We know (from the 248-day bug) that full AC power failure is possible and we see from the RAT and landing gear orientation that full AC power failure was likely within ~10 seconds of leaving the ground.

I also don't see any evidence that engine driven fuel pumps alone must be able to handle this scenario: provide enough fuel flow for takeoff and climb, even while the pitch is rotating, even in a hot environment with significant weight, even while the gear is stuck down.

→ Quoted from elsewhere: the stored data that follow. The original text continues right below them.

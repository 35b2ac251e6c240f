//! PlayReady key-message envelope parsing.
//!
//! Legacy PlayReady key messages are UTF-16LE XML documents wrapping the
//! SOAP challenge (base64) and the HTTP headers the license server expects:
//!
//! ```xml
//! <PlayReadyKeyMessage type="LicenseAcquisition">
//!   <LicenseAcquisition Version="1">
//!     <Challenge encoding="base64encoded">...</Challenge>
//!     <HttpHeaders>
//!       <HttpHeader><name>Content-Type</name><value>text/xml; charset=utf-8</value></HttpHeader>
//!     </HttpHeaders>
//!   </LicenseAcquisition>
//! </PlayReadyKeyMessage>
//! ```
//!
//! Parsing never fails: headers and challenge are extracted independently
//! and whatever cannot be read is left empty.
use base64::Engine;
use indexmap::IndexMap;

use crate::codec::utf16le_to_string;

/// Contents of a PlayReady key message.
#[derive(Debug, Clone, Default, PartialEq, Eq)]
pub struct PlayReadyChallenge {
    /// Headers to send with the license request, in document order.
    pub headers: IndexMap<String, String>,
    /// Decoded challenge body (empty when absent or malformed).
    pub challenge: Vec<u8>,
}

/// Parse a UTF-16LE key message.
#[must_use]
pub fn parse_key_message(message: &[u8]) -> PlayReadyChallenge {
    let xml = utf16le_to_string(message);
    parse_key_message_xml(xml.trim_start_matches('\u{feff}'))
}

/// Parse an already decoded key message document.
#[must_use]
pub fn parse_key_message_xml(xml: &str) -> PlayReadyChallenge {
    let doc = match roxmltree::Document::parse(xml) {
        Ok(doc) => doc,
        Err(e) => {
            warn!("PlayReady key message is not valid XML: {}", e);
            return PlayReadyChallenge::default();
        }
    };

    let mut headers = IndexMap::new();
    if let Some(headers_node) = doc
        .descendants()
        .find(|n| n.tag_name().name() == "HttpHeaders")
    {
        let names = headers_node
            .descendants()
            .filter(|n| n.tag_name().name() == "name")
            .map(|n| n.text().unwrap_or_default().trim().to_string());
        let values = headers_node
            .descendants()
            .filter(|n| n.tag_name().name() == "value")
            .map(|n| n.text().unwrap_or_default().trim().to_string());
        for (name, value) in names.zip(values) {
            if !name.is_empty() {
                headers.insert(name, value);
            }
        }
    }

    let challenge = doc
        .descendants()
        .find(|n| n.tag_name().name() == "Challenge")
        .and_then(|n| n.text())
        .map(|text| {
            let compact = text.split_whitespace().collect::<String>();
            base64::engine::general_purpose::STANDARD
                .decode(compact)
                .unwrap_or_else(|e| {
                    warn!("PlayReady challenge is not valid base64: {}", e);
                    Vec::new()
                })
        })
        .unwrap_or_default();

    PlayReadyChallenge { headers, challenge }
}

I know that the engine driven pumps have documented limitations and that the regulations allow for some limitations. I know that at least one of these limitation is high altitude and I _suspect_ that the design intends for this unlikely scenario (engine driven fuel pumps alone with no AC pumps) to guarantee enough fuel flow to get to an airport and land. I also suspect that the APU is expected to solve loss of all AC generators - and as we know, there wasn't enough time for it to start in this scenario.

I believe that particular bug is fixed, though it's always possible there's other issues causing a total AC loss.

Not really relevant to what you quoted though, as the scenario in question requires:

• Engines running on centre tank fuel during takeoff while the aircraft is operating normally
  • We don't know for certain if this is the case. It seems to be but it's not something that happens on other families.
• Then, total AC failure stopping fuel boost pumps.
• Engines suction feed from contaminated/full-of-water wing tanks.

The aircraft has two engines and should be able to climb out on one, plus it dropped like a rock . 'Significantly degraded' thrust isn't really compatible with what we saw. You'd also expect the engines to recover pretty quickly as it leveled off.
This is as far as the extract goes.